Birds of Special Interest in Kutch :
Kutch district is rich in birdlife. Out of 375 species listed, most of the birders coming to the region come with a hope to see following specialties
- Grey Hypocolius – Seen reliably in Fulay tooth brush Salvadora persica jungle. Only place in India to see this single genera (monotypic) member wax-wing family.
- Indian Bustard Critically endangered species – In Naliya grasslands
- White-naped Tit – An endemic and vulnerable species seen in the tropical thorn forest of Kutch.
- Sykes’s Nightjar – A nocturnal regional specialty. Found nesting first time in Banni by author in 2009.
- Sykes’s Lark – locally distributed species
- MacQueen’s Bustard – Migratory seen in Banni, Costal sand dunes and Rann
- Lesser Florican – Monsoon breeding visitor
- Desert Warbler – Migratory warbler seen in Banni and Naliya
- Cream Colored Courser – Rann of Kutch and Banni
- Sociable Plover – Critically endangered bird. 60 seen last Dec 17, 2009 the birds were last seen on 5 th Feb 2010.
- Crab Plover – A migrant, monotypic species seen in the Gulf of Kutch parts of Kutch, Jamnagar.
- Stoliczka’s Bush Chat or White-browed Bush Chat – Endemic and rare species seen in Banni, Naliya, Rann, Velavadar, Desert national park, Sultanpur etc.
- House Bunting – Resident bird seen in stony scrub
- Grey-necked Bunting – Migratory species, common wintering in Savanna and Scrub forest.
- Marshall’s Iora – Localized distribution, resident seen in thorn forest and on the agricultural areas farm boundaries.
- White-bellied Minivet – A resident bird seen in Scrub and Savanna
- Graceful Prinia – Resident, grassland species
- Rufous-fronted Prinia – Resident species seen in thorn forest, grasslands and savanna country.
- Grey-breasted Prinia – Resident species seen in agricultural farm areas and thorn scrub.
- Painted Sandgrouse – Resident, seen in stony gravel country with thin scrub jungle
- Pallid Scops Owl – Wintering rarity in Great and Little Rann of Kutch, Banni
- Indian Eagle Owl – A rarity seen in the ravines, grasslands and hilly areas
- Red-tailed Wheater – A scarce winter visitor to stony country
- Passage Migrants – July to October I st week : European Roller, Spotted Flycatchers, European Nightjar, Greater White-throat, Rufous scrub Robin, Common Quails, Blue-cheeked Bee-eater, Red-backed Shrike.
- Other species – Brown rock Chat, Dusky crag Martin, Trumpeter Finch, Cliff Swallow, Sirkeer Malkhoa, Dalmatian Pelican, Greater Flamingo, Lesser Flamingo.
- Kutch district and surrounding areas are rich in mammalian fauna and this is evident by the richness of fauna.

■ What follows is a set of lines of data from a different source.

//! Cache trigger service.
//!
//! Write and read paths hand populate/invalidate commands to a bounded queue and move on.
//! A single worker applies them in FIFO order, so an invalidation followed by a
//! repopulation of the same key lands in that order.
//!
//! Read-path fills are conditional: they carry the key generation seen before the live
//! load, and the worker discards them if an invalidation was applied in the meantime.

use std::sync::Arc;
use std::time::Duration;

use bytes::Bytes;
use metrics::{counter, gauge};
use tokio::sync::{mpsc, oneshot};
use tokio::task::JoinHandle;
use tokio::time::MissedTickBehavior;
use tracing::{debug, warn};

use super::config::CacheConfig;
use super::keys::CacheKey;
use super::store::TtlCache;
use super::{METRIC_CACHE_ENTRIES, METRIC_CACHE_EVENT_DROPPED, METRIC_CACHE_FILL_DISCARDED};

#[derive(Debug)]
pub enum CacheCommand {
    Store {
        key: String,
        payload: Bytes,
        ttl: Duration,
        /// `Some` for read-path fills; applied only while the key is still at this generation.
        generation: Option<u64>,
    },
    Invalidate {
        key: String,
    },
    /// Resolved once every command queued ahead of it has been applied.
    Flush(oneshot::Sender<()>),
}

impl CacheCommand {
    fn key(&self) -> Option<&str> {
        match self {
            Self::Store { key, .. } | Self::Invalidate { key } => Some(key.as_str()),
            Self::Flush(_) => None,
        }
    }

    fn kind(&self) -> &'static str {
        match self {
            Self::Store { .. } => "store",
            Self::Invalidate { .. } => "invalidate",
            Self::Flush(_) => "flush",
        }
    }
}

/// Non-blocking handle for scheduling cache work.
#[derive(Clone, Debug)]
pub struct CacheTrigger {
    enabled: bool,
    ttl: Duration,
    sender: mpsc::Sender<CacheCommand>,
}

/// Consumer side of a [`CacheTrigger`]; owns the queue receiver.
pub struct CacheWorker {
    store: Arc<TtlCache>,
    receiver: mpsc::Receiver<CacheCommand>,
    sweep_interval: Duration,
}

impl CacheTrigger {
    /// Create a trigger and its worker without starting the worker.
    pub fn channel(config: &CacheConfig, store: Arc<TtlCache>) -> (Self, CacheWorker) {
        let (sender, receiver) = mpsc::channel(config.queue_capacity_non_zero());
        let trigger = Self {
            enabled: config.enabled,
            ttl: config.ttl(),
            sender,
        };
        let worker = CacheWorker {
            store,
            receiver,
            sweep_interval: config.sweep_interval(),
        };
        (trigger, worker)
    }

    /// Create a trigger and spawn its worker on the current runtime.
    pub fn start(config: &CacheConfig, store: Arc<TtlCache>) -> (Self, JoinHandle<()>) {
        let (trigger, worker) = Self::channel(config, store);
        (trigger, worker.spawn())
    }

    pub fn is_enabled(&self) -> bool {
        self.enabled
    }

    /// Populate `key` with `payload` for the configured TTL.
    pub fn store(&self, key: &CacheKey, payload: Bytes) {
        self.dispatch(CacheCommand::Store {
            key: key.render(),
            payload,
            ttl: self.ttl,
            generation: None,
        });
    }

    /// Populate `key` with a value loaded after observing `generation`.
    ///
    /// Dropped by the worker if `key` was invalidated after that observation.
    pub fn fill(&self, key: &CacheKey, payload: Bytes, generation: u64) {
        self.dispatch(CacheCommand::Store {
            key: key.render(),
            payload,
            ttl: self.ttl,
            generation: Some(generation),
        });
    }

    pub fn invalidate(&self, key: &CacheKey) {
        self.dispatch(CacheCommand::Invalidate { key: key.render() });
    }

    /// Wait until everything queued before this call has been applied.
    ///
    /// Returns immediately when the cache is disabled or the worker has stopped.
    pub async fn flush(&self) {
        if !self.enabled {
            return;
        }
        let (done, wait) = oneshot::channel();
        if self.sender.send(CacheCommand::Flush(done)).await.is_err() {
            debug!("Cache flush skipped: worker stopped");
            return;
        }
        let _ = wait.await;
    }

    fn dispatch(&self, command: CacheCommand) {
        if !self.enabled {
            debug!(
                command = command.kind(),
                cache_key = command.key().unwrap_or(""),
                "Cache command skipped: cache disabled"
            );
            return;
        }

        match self.sender.try_send(command) {
            Ok(()) => {}
            Err(mpsc::error::TrySendError::Full(command)) => {
                counter!(METRIC_CACHE_EVENT_DROPPED).increment(1);
                warn!(
                    command = command.kind(),
                    cache_key = command.key().unwrap_or(""),
                    "Cache command dropped: queue full"
                );
            }
            Err(mpsc::error::TrySendError::Closed(command)) => {
                debug!(
                    command = command.kind(),
                    cache_key = command.key().unwrap_or(""),
                    "Cache command dropped: worker stopped"
                );
            }
        }
    }
}

impl CacheWorker {
    pub fn spawn(self) -> JoinHandle<()> {
        tokio::spawn(self.run())
    }

    /// Apply commands until every trigger has been dropped.
    pub async fn run(mut self) {
        let mut sweep = tokio::time::interval(self.sweep_interval);
        sweep.set_missed_tick_behavior(MissedTickBehavior::Delay);
        sweep.tick().await;

        loop {
            tokio::select! {
                command = self.receiver.recv() => match command {
                    Some(command) => self.apply(command),
                    None => break,
                },
                _ = sweep.tick() => self.sweep(),
            }
        }

        debug!("Cache worker stopped");
    }

    fn apply(&self, command: CacheCommand) {
        match command {
            CacheCommand::Store {
                key,
                payload,
                ttl,
                generation: None,
            } => {
                debug!(cache_key = %key, bytes = payload.len(), "Cache entry stored");
                self.store.set_with_ttl(key, payload, ttl);
            }
            CacheCommand::Store {
                key,
                payload,
                ttl,
                generation: Some(generation),
            } => {
                let bytes = payload.len();
                if self
                    .store
                    .set_if_generation(key.as_str(), payload, ttl, generation)
                {
                    debug!(cache_key = %key, bytes, "Cache entry filled");
                } else {
                    counter!(METRIC_CACHE_FILL_DISCARDED).increment(1);
                    debug!(cache_key = %key, generation, "Stale cache fill discarded");
                }
            }
            CacheCommand::Invalidate { key } => {
                debug!(cache_key = %key, "Cache entry invalidated");
                self.store.remove(&key);
            }
            CacheCommand::Flush(done) => {
                let _ = done.send(());
            }
        }
    }

    fn sweep(&self) {
        let purged = self.store.purge_expired();
        let remaining = self.store.len();
        gauge!(METRIC_CACHE_ENTRIES).set(remaining as f64);
        if purged > 0 {
            debug!(purged, remaining, "Expired cache entries purged");
        }
    }
}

Checklist :- Caracal, Desert Cat, Desert Fox, Asiatic Wild Ass, Small Indian Civet, 2 species of Mongoose, Ratel, Pangolin, Chinkara, Wild Boar, 2 species of Hedge Hogs, Crested Porcupines, Wolf, Hyena, Jungle Cat, Indian Fox, Nilgai, Golden Bush Rat, Desert Jird, Indian Gerbil, Kutch Rock Rat, Indian Field Mice, and many species of Insectivorous bats and 2 species of Fruit bat.
- John Hall and Richard Web two world renowned mammal-watchers visited Kutch and talk high about the mammalian diversity of the area. To know more visit the following link.
- Promote home-stay in Kutch mainland and Otaq stay in Banni – to involve local responsible people in Bird Focused Nature Tourism.
- Otaq stay : In Banni guest rooms of the locals are generally away from their dwellings, such places are called Otaq. In villages like Tal, Layari, Vedhar, Vazira-vandh and others, such places can be developed and locals after training by Forest Department and NGO can operate this system.
- Home stay in Kutch mainland and Coastal belt eg. Mandvi, Lakhpat, Abdasa, Khadir, Bela areas can help the people and visitor’s mutual benefit and better understanding the birds, habitat and people.